REQUIREMENT: The required result is the number of lines below that hold the word "Debug", stated without anything else.

--- START ---

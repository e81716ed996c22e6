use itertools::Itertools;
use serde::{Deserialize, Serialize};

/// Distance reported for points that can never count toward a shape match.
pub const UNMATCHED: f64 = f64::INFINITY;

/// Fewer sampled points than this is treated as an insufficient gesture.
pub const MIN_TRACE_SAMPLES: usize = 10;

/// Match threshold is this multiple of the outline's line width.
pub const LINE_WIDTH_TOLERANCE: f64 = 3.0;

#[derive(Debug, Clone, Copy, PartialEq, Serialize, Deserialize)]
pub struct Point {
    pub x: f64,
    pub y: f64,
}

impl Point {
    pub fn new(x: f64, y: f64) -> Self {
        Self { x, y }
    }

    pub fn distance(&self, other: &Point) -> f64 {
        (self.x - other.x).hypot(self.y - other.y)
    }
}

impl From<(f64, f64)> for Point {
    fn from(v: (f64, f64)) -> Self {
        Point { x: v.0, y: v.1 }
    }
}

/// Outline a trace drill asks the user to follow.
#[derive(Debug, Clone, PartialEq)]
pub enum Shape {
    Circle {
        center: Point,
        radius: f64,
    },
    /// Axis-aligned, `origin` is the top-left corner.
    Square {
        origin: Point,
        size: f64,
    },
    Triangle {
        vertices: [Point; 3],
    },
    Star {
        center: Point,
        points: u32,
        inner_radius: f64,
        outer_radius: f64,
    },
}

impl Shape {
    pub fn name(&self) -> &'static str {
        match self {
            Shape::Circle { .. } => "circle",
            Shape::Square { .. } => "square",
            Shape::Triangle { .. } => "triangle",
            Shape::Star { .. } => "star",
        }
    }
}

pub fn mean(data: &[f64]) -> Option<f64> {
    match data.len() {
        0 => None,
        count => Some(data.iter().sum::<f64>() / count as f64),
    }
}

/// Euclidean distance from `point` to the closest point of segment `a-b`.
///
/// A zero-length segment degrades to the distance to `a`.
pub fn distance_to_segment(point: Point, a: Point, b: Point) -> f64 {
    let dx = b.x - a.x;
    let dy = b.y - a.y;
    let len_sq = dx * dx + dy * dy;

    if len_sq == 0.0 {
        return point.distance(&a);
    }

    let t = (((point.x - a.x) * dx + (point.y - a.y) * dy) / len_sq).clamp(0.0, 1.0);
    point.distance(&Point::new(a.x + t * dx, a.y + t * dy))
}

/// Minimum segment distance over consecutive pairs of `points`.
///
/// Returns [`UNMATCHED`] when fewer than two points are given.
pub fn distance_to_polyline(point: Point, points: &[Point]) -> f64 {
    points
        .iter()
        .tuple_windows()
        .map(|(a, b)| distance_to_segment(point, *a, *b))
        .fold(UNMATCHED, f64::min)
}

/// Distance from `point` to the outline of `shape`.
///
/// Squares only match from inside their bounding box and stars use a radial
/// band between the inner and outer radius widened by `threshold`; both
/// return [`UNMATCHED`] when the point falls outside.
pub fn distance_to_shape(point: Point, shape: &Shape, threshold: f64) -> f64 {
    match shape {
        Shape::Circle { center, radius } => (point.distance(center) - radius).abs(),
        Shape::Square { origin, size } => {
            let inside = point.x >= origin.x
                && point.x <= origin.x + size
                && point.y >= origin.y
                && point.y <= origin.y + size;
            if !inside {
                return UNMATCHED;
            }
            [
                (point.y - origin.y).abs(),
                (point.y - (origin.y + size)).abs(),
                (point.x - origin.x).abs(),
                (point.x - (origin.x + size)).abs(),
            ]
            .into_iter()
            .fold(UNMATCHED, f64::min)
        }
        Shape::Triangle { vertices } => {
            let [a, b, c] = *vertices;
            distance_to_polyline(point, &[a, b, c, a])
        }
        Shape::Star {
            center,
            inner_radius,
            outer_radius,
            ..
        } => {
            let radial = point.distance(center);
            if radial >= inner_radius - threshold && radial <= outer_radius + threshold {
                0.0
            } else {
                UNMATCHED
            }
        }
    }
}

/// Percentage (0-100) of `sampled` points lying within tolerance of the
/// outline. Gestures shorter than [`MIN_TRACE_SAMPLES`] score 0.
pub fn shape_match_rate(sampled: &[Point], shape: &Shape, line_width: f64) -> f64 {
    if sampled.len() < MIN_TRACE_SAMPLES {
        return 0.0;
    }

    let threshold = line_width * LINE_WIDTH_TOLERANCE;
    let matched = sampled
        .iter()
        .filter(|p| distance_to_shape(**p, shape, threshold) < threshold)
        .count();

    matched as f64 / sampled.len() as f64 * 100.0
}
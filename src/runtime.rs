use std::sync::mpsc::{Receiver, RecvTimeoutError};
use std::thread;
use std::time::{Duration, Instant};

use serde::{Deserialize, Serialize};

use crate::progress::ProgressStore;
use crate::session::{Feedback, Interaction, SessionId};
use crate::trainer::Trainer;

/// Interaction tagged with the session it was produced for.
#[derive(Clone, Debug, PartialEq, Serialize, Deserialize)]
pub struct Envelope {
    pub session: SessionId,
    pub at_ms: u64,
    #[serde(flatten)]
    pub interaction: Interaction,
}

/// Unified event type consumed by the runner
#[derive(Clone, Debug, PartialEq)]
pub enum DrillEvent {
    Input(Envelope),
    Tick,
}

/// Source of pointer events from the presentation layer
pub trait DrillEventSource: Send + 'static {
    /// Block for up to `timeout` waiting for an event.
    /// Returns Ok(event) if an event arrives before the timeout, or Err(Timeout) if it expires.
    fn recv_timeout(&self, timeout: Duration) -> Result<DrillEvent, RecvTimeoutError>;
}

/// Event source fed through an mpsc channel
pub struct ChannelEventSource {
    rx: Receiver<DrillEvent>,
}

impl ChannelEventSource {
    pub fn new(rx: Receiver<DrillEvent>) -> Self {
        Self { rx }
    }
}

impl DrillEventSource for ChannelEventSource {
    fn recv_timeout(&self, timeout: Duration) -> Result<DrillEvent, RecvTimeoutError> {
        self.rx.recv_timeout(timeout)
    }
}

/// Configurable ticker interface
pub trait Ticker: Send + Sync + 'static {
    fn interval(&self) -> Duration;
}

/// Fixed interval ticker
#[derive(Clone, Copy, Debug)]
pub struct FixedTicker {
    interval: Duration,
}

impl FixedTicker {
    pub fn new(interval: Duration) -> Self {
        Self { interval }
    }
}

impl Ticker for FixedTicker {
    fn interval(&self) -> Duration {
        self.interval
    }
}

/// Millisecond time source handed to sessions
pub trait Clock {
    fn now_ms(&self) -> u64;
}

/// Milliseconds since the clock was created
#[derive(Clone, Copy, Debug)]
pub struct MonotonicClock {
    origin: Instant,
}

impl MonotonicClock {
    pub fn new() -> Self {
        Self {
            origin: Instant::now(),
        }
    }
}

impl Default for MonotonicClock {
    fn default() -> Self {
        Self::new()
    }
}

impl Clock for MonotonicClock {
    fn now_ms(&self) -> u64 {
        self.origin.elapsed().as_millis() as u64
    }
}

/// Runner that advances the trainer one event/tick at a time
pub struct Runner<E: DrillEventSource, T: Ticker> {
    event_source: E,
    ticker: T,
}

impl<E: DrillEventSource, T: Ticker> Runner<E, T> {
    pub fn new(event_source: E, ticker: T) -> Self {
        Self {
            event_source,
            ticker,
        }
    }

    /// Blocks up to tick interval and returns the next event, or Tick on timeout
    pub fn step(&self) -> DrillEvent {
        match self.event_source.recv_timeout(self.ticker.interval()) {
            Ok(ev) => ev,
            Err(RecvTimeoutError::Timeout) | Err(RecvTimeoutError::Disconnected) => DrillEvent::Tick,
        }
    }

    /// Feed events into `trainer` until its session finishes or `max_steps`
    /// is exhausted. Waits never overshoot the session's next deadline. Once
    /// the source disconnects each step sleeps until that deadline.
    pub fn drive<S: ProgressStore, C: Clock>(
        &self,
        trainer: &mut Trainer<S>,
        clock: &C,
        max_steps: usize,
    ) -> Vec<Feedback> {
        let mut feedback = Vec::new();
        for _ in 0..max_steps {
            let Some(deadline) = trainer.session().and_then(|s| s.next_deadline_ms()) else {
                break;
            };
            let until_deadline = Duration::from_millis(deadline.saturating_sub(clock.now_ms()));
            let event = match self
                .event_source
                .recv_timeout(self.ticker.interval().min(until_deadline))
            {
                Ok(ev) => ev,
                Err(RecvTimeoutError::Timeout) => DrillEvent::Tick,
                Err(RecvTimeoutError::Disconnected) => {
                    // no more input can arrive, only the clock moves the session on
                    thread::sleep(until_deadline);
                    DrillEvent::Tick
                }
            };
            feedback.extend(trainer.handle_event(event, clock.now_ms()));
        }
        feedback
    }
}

--- END ---

SOLUTION BELOW: 6